The Rhetorical Form of Carlyle’sSartor Resartus by Gerry H. Brookes offers a searching reappraisal of Thomas Carlyle’s most enigmatic early masterpiece. Long considered a perplexing hybrid—part satire, part philosophy, part spiritual autobiography—Sartor Resartus has resisted conventional classification. Brookes argues instead that the work is best understood as a persuasive essay, a sustained rhetorical performance that weaves fiction and philosophy into a coherent attempt to move its readers toward belief and action. By tracing Carlyle’s invention of fictional voices such as Teufelsdröckh and the Editor, the study demonstrates how rhetorical strategy, rather than narrative consistency, drives the form of the book.

Engaging both historical context and modern critical theory, Brookes situates Sartor within the periodical culture of the 1830s, showing how its unconventional style drew from magazine satire while pressing toward a new mode of moral exhortation. Through close analysis of the work’s structure, fictional devices, and the interplay of “intuition quickened by experience,” the book clarifies how Carlyle’s Clothes Philosophy—his symbolic vision of the spiritual unity underlying material existence—was crafted not as philosophical system but as rhetorical persuasion. Essential for scholars of Romantic and Victorian literature, this study illuminates how Carlyle reshaped essay, fiction, and prophetic discourse into a singular form that anticipated both modernist experimentation and later cultural criticism.

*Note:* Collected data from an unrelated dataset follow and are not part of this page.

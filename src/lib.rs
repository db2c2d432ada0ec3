//! Block-oriented time-tag stream engine.
//!
//! A [`source::Source`] produces contiguous, time-ordered [`tag::TagBlock`]s;
//! the engine's dispatcher thread fans every block out to the attached
//! measurements in registration order, merging virtual-channel output back
//! into the stream so later consumers observe it. Fences synchronize
//! configuration changes with the data path.

pub mod binning;
pub mod channel;
pub mod config;
pub mod fence;
pub mod logging;
pub mod tag;
pub mod telemetry;

pub mod source {
    pub mod assembler;
    pub mod core;
    pub mod injection;
    pub mod replay;

    pub use assembler::*;
    pub use injection::*;
    pub use replay::*;
    pub use self::core::*;
}

pub mod fileio {
    pub mod codec;
    pub mod reader;

    pub use codec::{CodecError, FileHeader};
    pub use reader::*;
}

pub mod engine {
    pub mod barrier;
    pub mod core;
    pub mod dispatcher;
    pub mod sync_group;

    pub use barrier::*;
    pub use self::core::*;
    pub use sync_group::*;
}

pub mod measurement {
    pub mod core;
    pub mod count_between_markers;
    pub mod counter;
    pub mod correlation;
    pub mod file_writer;
    pub mod flim;
    pub mod histogram_log_bins;
    pub mod stream_buffer;
    pub mod time_differences;

    pub use self::core::{
        attach_custom, BlockWindow, Measurement, MeasurementHandle, NextError, SlotStatus,
        TagBatch,
    };
    pub use correlation::*;
    pub use count_between_markers::*;
    pub use counter::*;
    pub use file_writer::*;
    pub use flim::*;
    pub use histogram_log_bins::*;
    pub use stream_buffer::*;
    pub use time_differences::*;
}

pub mod vchan {
    pub mod coincidences;
    pub mod combinations;
    pub mod combiner;
    pub mod delayed;
    pub mod gated;
    pub mod trigger_on_countrate;

    pub use coincidences::*;
    pub use combinations::*;
    pub use combiner::*;
    pub use delayed::*;
    pub use gated::*;
    pub use trigger_on_countrate::*;
}

pub use binning::{BinningMode, FastBinning};
pub use channel::{
    is_unused, is_virtual, unused_channel, ChannelRegistry, ChannelScheme,
    VirtualChannelAllocator, UNUSED_CHANNEL, UNUSED_CHANNEL_LEGACY, VIRTUAL_CHANNEL_BASE,
};
pub use config::{channel_scheme, set_channel_scheme, ConfigError, CHANNEL_SCHEME_ENV};
pub use engine::barrier::{OrderedBarrier, OrderedPipeline, OrderTicket};
pub use engine::core::{EngineConfig, StreamEngine};
pub use engine::sync_group::SynchronizedMeasurements;
pub use fence::FenceTracker;
pub use fileio::codec::CodecError;
pub use fileio::reader::FileReader;
pub use logging::{set_logger, LogLevel, LoggerCallback};
pub use measurement::core::{
    attach_custom, BlockWindow, Measurement, MeasurementHandle, NextError, SlotStatus, TagBatch,
};
pub use measurement::correlation::Correlation;
pub use measurement::count_between_markers::CountBetweenMarkers;
pub use measurement::counter::Counter;
pub use measurement::file_writer::FileWriter;
pub use measurement::flim::{Flim, FlimConfig, FlimFrame, FrameCallback};
pub use measurement::histogram_log_bins::HistogramLogBins;
pub use measurement::stream_buffer::TimeTagStream;
pub use measurement::time_differences::{Histogram, TimeDifferences};
pub use source::assembler::BlockPolicy;
pub use source::core::{Pull, Source, SourceError};
pub use source::injection::InjectionSource;
pub use source::replay::ReplaySource;
pub use tag::{ChannelId, StreamBuffer, Tag, TagBlock, TagKind, Timestamp};
pub use telemetry::{MeasurementTelemetry, TelemetryStore};
pub use vchan::coincidences::{CoincidenceTimestamp, Coincidences};
pub use vchan::combinations::Combinations;
pub use vchan::combiner::Combiner;
pub use vchan::delayed::DelayedChannel;
pub use vchan::gated::{GateInitial, GatedChannel};
pub use vchan::trigger_on_countrate::TriggerOnCountrate;
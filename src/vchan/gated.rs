use crate::channel::validate_input;
use crate::config::ConfigError;
use crate::engine::core::StreamEngine;
use crate::measurement::core::{
    attach_measurement, AttachSpec, BlockWindow, Measurement, MeasurementHandle, NextError,
    TagBatch,
};
use crate::tag::{ChannelId, Tag, TagKind};
use std::collections::BTreeSet;

/// Initial state of a [`GatedChannel`].
#[derive(Debug, Clone, Copy, PartialEq, Eq)]
pub enum GateInitial {
    Closed,
    Open,
}

/// Edge-sensitive gate: input events pass to the virtual channel only while
/// the gate is open. A start edge on an already open gate has no effect,
/// likewise a stop edge on a closed one.
pub type GatedChannel = MeasurementHandle<GatedChannelState>;

pub struct GatedChannelState {
    input: ChannelId,
    gate_start: ChannelId,
    gate_stop: ChannelId,
    initial: GateInitial,
    open: bool,
    out: ChannelId,
}

impl Measurement for GatedChannelState {
    fn next(&mut self, batch: &mut TagBatch<'_>, _window: BlockWindow) -> Result<bool, NextError> {
        let mut modified = false;
        let incoming = batch.len();
        for i in 0..incoming {
            batch.check_abort()?;
            let tag = batch.get(i);
            match tag.kind {
                TagKind::TimeTag => {
                    if tag.channel == self.gate_start {
                        self.open = true;
                    }
                    if tag.channel == self.gate_stop && tag.channel != self.gate_start {
                        self.open = false;
                    }
                    if tag.channel == self.input && self.open {
                        batch.emit(Tag::event(tag.time, self.out));
                        modified = true;
                    }
                }
                TagKind::Error => self.open = self.initial == GateInitial::Open,
                _ => {}
            }
        }
        Ok(modified)
    }

    fn clear(&mut self) {
        self.open = self.initial == GateInitial::Open;
    }
}

impl MeasurementHandle<GatedChannelState> {
    pub fn new(
        engine: &StreamEngine,
        input_channel: ChannelId,
        gate_start_channel: ChannelId,
        gate_stop_channel: ChannelId,
        initial: GateInitial,
    ) -> Result<GatedChannel, ConfigError> {
        validate_input(input_channel, "GatedChannel input")?;
        validate_input(gate_start_channel, "GatedChannel gate start")?;
        validate_input(gate_stop_channel, "GatedChannel gate stop")?;
        let registered = BTreeSet::from([input_channel, gate_start_channel, gate_stop_channel]);
        let out = engine.core().allocator().allocate();
        Ok(attach_measurement(
            engine,
            GatedChannelState {
                input: input_channel,
                gate_start: gate_start_channel,
                gate_stop: gate_stop_channel,
                initial,
                open: initial == GateInitial::Open,
                out,
            },
            AttachSpec {
                label: "GatedChannel",
                registered,
                virtual_out: vec![out],
            },
        ))
    }

    /// The gated virtual channel.
    pub fn channel(&self) -> ChannelId {
        self.with(|m| m.out)
    }
}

This title is part of UC Press's Voices Revived program, which commemorates University of California Press’s mission to seek out and cultivate the brightest minds and give them voice, reach, and impact. Drawing on a backlist dating to 1893, Voices Revived makes high-quality, peer-reviewed scholarship accessible once again using print-on-demand technology. This title was originally published in 1972.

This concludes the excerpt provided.